There are currently about 48 million people enrolled in the government-run comprehensive Medicare program covering people 65 years and older, at a projected annual 2012 cost of $585 billion, equivalent to $12,200 per person enrolled.

Overall annual health care expenditures in the United States are approximately $2.7 trillion, or $8,600 per capita.  It would be only logical to accept that health care costs per individual for the elderly would be more expensive than for the population at large, but the statistics hide some startling facts compiled by the Health Care Financing Administration (HCFA).

40 percent of Medicare dollars cover care for people in their last month of life, at an annual cost of $234 billion.  If we add people in the last two months of life we are looking at a cost in excess of $300 billion.

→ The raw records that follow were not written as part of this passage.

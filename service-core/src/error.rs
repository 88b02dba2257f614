use axum::{
    Json,
    http::StatusCode,
    response::{IntoResponse, Response},
};
use serde::Serialize;
use thiserror::Error;

#[derive(Debug, Error)]
pub enum AppError {
    #[error("Not found: {0}")]
    NotFound(anyhow::Error),

    #[error("Internal server error: {0}")]
    InternalError(#[from] anyhow::Error),

    #[error("Configuration error: {0}")]
    ConfigError(anyhow::Error),
}

impl From<config::ConfigError> for AppError {
    fn from(err: config::ConfigError) -> Self {
        AppError::ConfigError(anyhow::Error::new(err))
    }
}

impl From<std::io::Error> for AppError {
    fn from(err: std::io::Error) -> Self {
        AppError::InternalError(anyhow::Error::new(err))
    }
}

impl IntoResponse for AppError {
    fn into_response(self) -> Response {
        #[derive(Serialize)]
        struct ErrorResponse {
            error: String,
            #[serde(skip_serializing_if = "Option::is_none")]
            details: Option<String>,
        }

        let (status, error_message, details) = match self {
            AppError::NotFound(err) => (StatusCode::NOT_FOUND, err.to_string(), None),
            AppError::InternalError(err) => {
                tracing::error!(error = %err, "Internal server error");
                (
                    StatusCode::INTERNAL_SERVER_ERROR,
                    "Internal server error".to_string(),
                    None,
                )
            }
            AppError::ConfigError(err) => (
                StatusCode::INTERNAL_SERVER_ERROR,
                "Configuration error".to_string(),
                Some(err.to_string()),
            ),
        };

        (
            status,
            Json(ErrorResponse {
                error: error_message,
                details,
            }),
        )
            .into_response()
    }
}
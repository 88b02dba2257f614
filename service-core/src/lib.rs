//! service-core: Shared infrastructure for the relay services.
pub mod config;
pub mod error;
pub mod middleware;
pub mod observability;

pub use axum;
pub use serde;
pub use serde_json;
pub use tokio;
pub use tower;
pub use tower_http;
pub use tracing;
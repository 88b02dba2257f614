use axum::extract::State;

use crate::{error::RelayError, services::paypal::RelayedBody, startup::AppState};

/// Generate a client identity token for the PayPal JS SDK.
///
/// Uses Basic credentials directly rather than an OAuth access token.
pub async fn generate_token(
    State(state): State<AppState>,
) -> Result<RelayedBody, RelayError> {
    let token = state
        .paypal
        .generate_identity_token()
        .await
        .map_err(RelayError::GenerateToken)?;

    tracing::debug!("PayPal identity token generated");

    Ok(token)
}
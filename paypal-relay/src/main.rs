//! PayPal relay entry point.

use paypal_relay::config::Config;
use paypal_relay::services::init_metrics;
use paypal_relay::startup::Application;

use service_core::observability::init_tracing;
use tokio::signal;

async fn shutdown_signal() {
    let ctrl_c = async {
        if let Err(e) = signal::ctrl_c().await {
            tracing::error!(error = %e, "Failed to install Ctrl+C handler");
            std::future::pending::<()>().await;
        }
    };

    #[cfg(unix)]
    let terminate = async {
        match signal::unix::signal(signal::unix::SignalKind::terminate()) {
            Ok(mut sigterm) => {
                sigterm.recv().await;
            }
            Err(e) => {
                tracing::error!(error = %e, "Failed to install SIGTERM handler");
                std::future::pending::<()>().await;
            }
        }
    };

    #[cfg(not(unix))]
    let terminate = std::future::pending::<()>();

    tokio::select! {
        _ = ctrl_c => {},
        _ = terminate => {},
    }

    tracing::info!("Shutdown signal received, starting graceful shutdown");
}

#[tokio::main]
async fn main() -> std::io::Result<()> {
    // Load configuration
    let config = Config::from_env().map_err(|e| {
        eprintln!("Failed to load configuration: {}", e);
        std::io::Error::other(format!("Configuration error: {}", e))
    })?;

    init_tracing(
        &config.service_name,
        &config.log_level,
        config.otlp_endpoint.as_deref(),
    );

    tracing::info!(
        version = env!("CARGO_PKG_VERSION"),
        otlp_endpoint = ?config.otlp_endpoint,
        "Starting paypal-relay"
    );

    init_metrics().map_err(|e| {
        tracing::error!(error = %e, "Failed to initialize metrics");
        std::io::Error::other(format!("Metrics error: {}", e))
    })?;

    // Secrets stay out of the log
    tracing::info!(
        service_name = %config.service_name,
        http_port = %config.server.port,
        paypal_api_base_url = %config.paypal.api_base_url,
        "Configuration loaded"
    );

    let app = Application::build(config).await.map_err(|e| {
        tracing::error!(error = %e, "Failed to build application");
        std::io::Error::other(format!("Application build error: {}", e))
    })?;

    tokio::select! {
        result = app.run_until_stopped() => {
            if let Err(e) = result {
                tracing::error!(error = %e, "Application error");
                return Err(e);
            }
        }
        _ = shutdown_signal() => {
            tracing::info!("Graceful shutdown initiated");
        }
    }

    tracing::info!("Service shutdown complete");
    Ok(())
}
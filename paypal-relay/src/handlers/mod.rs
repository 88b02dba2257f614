//! HTTP handlers for paypal-relay.

pub mod identity;
pub mod orders;

use axum::{
    extract::State,
    http::{header, StatusCode, Uri},
    response::{IntoResponse, Response},
    Json,
};
use serde_json::json;
use service_core::error::AppError;

use crate::services::{get_metrics, paypal::RelayedBody};
use crate::startup::AppState;

/// Upstream bodies go out as received, with a JSON content type.
impl IntoResponse for RelayedBody {
    fn into_response(self) -> Response {
        (
            [(header::CONTENT_TYPE, "application/json")],
            self.into_string(),
        )
            .into_response()
    }
}

/// Health check endpoint for liveness probes.
pub async fn health_check(State(state): State<AppState>) -> impl IntoResponse {
    (
        StatusCode::OK,
        Json(json!({
            "status": "ok",
            "service": state.config.service_name,
            "version": env!("CARGO_PKG_VERSION")
        })),
    )
}

pub async fn readiness_check() -> impl IntoResponse {
    (StatusCode::OK, Json(json!({ "status": "ready" })))
}

/// Prometheus metrics endpoint.
pub async fn metrics_endpoint() -> impl IntoResponse {
    (
        StatusCode::OK,
        [("content-type", "text/plain; charset=utf-8")],
        get_metrics(),
    )
}

pub async fn not_found(uri: Uri) -> AppError {
    AppError::NotFound(anyhow::anyhow!("No route for {}", uri.path()))
}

Furthermore, 10 percent of Medicare beneficiaries account for 70 percent of program spending, which is equivalent to $85,300 per beneficiary.

Thus, the cost of covering the remaining 90 percent of beneficiaries is actually a surprisingly low $4,100 per person given the age group in question, less than half the per capita cost for the population at large.

From this we may allow ourselves to draw some conclusions:

(1) In terms of the famously expensive United States health care system, government-run Medicare turns out to be not only comparatively cost efficient.  It is also a program universally loved by the country's elderly, yours truly being among them.

(2) It makes no sense whatsoever to try saving program costs by increasing the age of eligibility, because it is not generally at this lower end that the larger expenditures occur.  In addition, it would throw people in the 65 - 70 age bracket onto the mercy and good graces of the private for-profit health insurance industry.  And you can imagine the premium cost at that age.  That is, if you were lucky enough to be accepted.

(3) The problem lies squarely in the end-of-life-care decisions a society makes, and this is not unique to the United States.  The medical community of my native Norway is debating whether, and how, to place monetary restraints on end-of-life care, an issue which the country's politicians are not eager to embrace.  We need only recall Sarah Palin's "Death Panels".

We talk of the health care industry's mission to save lives as if life was eternal, while all one can hope for is to prolong a life.  In the overwhelming number of cases this is a sacred mission, but not indiscriminately and under any circumstance.

Placing value on human life is humanly impossible, so in the end common sense and humility must prevail.

When my time comes I wish to go gracefully, at the least possible expense to my family and the community at large.